Stress has many effects, both physical and mental, and the relief of stress is one of the top reasons people seek out massage therapy.
New research indicates feeling stressed effects how people make decisions. Specifically, it changes how people weigh risk and reward.
A new article published in Current Directions in Psychological Science, a journal of the Association for Psychological Science, reviews how, under stress, people pay more attention to the upside of a possible outcome.
It’s a bit surprising that stress makes people focus on the way things could go right, says Mara Mather of the University of Southern California, who cowrote the new review paper with Nichole R. Lighthall, in an association press release. “This is sort of not what people would think right off the bat,” Mather says. “Stress is usually associated with negative experiences, so you’d think, maybe I’m going to be more focused on the negative outcomes.”
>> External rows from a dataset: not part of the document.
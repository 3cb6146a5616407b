//! Namespace-scoped cache keys for the shared LMDB cache.
//!
//! A single LMDB cache directory may hold entries for several record
//! namespaces. Keys cannot be built without a namespace, so two namespaces
//! that happen to use the same record key never see each other's entries.
//!
//! # Binary format
//!
//! ```text
//! [namespace: UTF-8][0xFF separator][record key: UTF-8]
//! ```
//!
//! `0xFF` never appears in valid UTF-8, so the separator is unambiguous.

use plumb_core::RecordKey;

const SEPARATOR: u8 = 0xFF;

/// A record key scoped to a namespace.
///
/// The fields are private so a key is only ever built through [`NamespacedKey::new`].
#[derive(Debug, Clone, PartialEq, Eq, Hash)]
pub struct NamespacedKey {
    inner: NamespacedKeyInner,
}

#[derive(Debug, Clone, PartialEq, Eq, Hash)]
struct NamespacedKeyInner {
    namespace: String,
    key: RecordKey,
}

impl NamespacedKey {
    pub fn new(namespace: impl Into<String>, key: RecordKey) -> Self {
        Self {
            inner: NamespacedKeyInner {
                namespace: namespace.into(),
                key,
            },
        }
    }

    pub fn namespace(&self) -> &str {
        &self.inner.namespace
    }

    pub fn key(&self) -> &RecordKey {
        &self.inner.key
    }

    /// Encode into the binary key layout.
    pub fn encode(&self) -> Vec<u8> {
        let ns = self.inner.namespace.as_bytes();
        let key = self.inner.key.as_bytes();
        let mut bytes = Vec::with_capacity(ns.len() + 1 + key.len());
        bytes.extend_from_slice(ns);
        bytes.push(SEPARATOR);
        bytes.extend_from_slice(key);
        bytes
    }

    /// Decode from bytes. Returns `None` on any malformed input.
    pub fn decode(bytes: &[u8]) -> Option<Self> {
        let split = bytes.iter().position(|b| *b == SEPARATOR)?;
        let namespace = std::str::from_utf8(&bytes[..split]).ok()?;
        let key = std::str::from_utf8(&bytes[split + 1..]).ok()?;
        let key = RecordKey::new(key).ok()?;
        Some(Self::new(namespace, key))
    }

    /// Prefix shared by every key in `namespace`, for prefix scans.
    pub fn namespace_prefix(namespace: &str) -> Vec<u8> {
        let mut prefix = Vec::with_capacity(namespace.len() + 1);
        prefix.extend_from_slice(namespace.as_bytes());
        prefix.push(SEPARATOR);
        prefix
    }
}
But researchers have found that when people are put under stress—by being told to hold their hand in ice water for a few minutes, for example, or give a speech—they start paying more attention to positive information and discounting negative information.
“Stress seems to help people learn from positive feedback and impairs their learning from negative feedback,” Mather says.
Stress also increases the differences in how men and women think about risk. When men are under stress, they become even more willing to take risks; when women are stressed, they get more conservative about risk. Mather links this to other research that finds, at difficult times, men are inclined toward fight-or-flight responses, while women try to bond more and improve their relationships.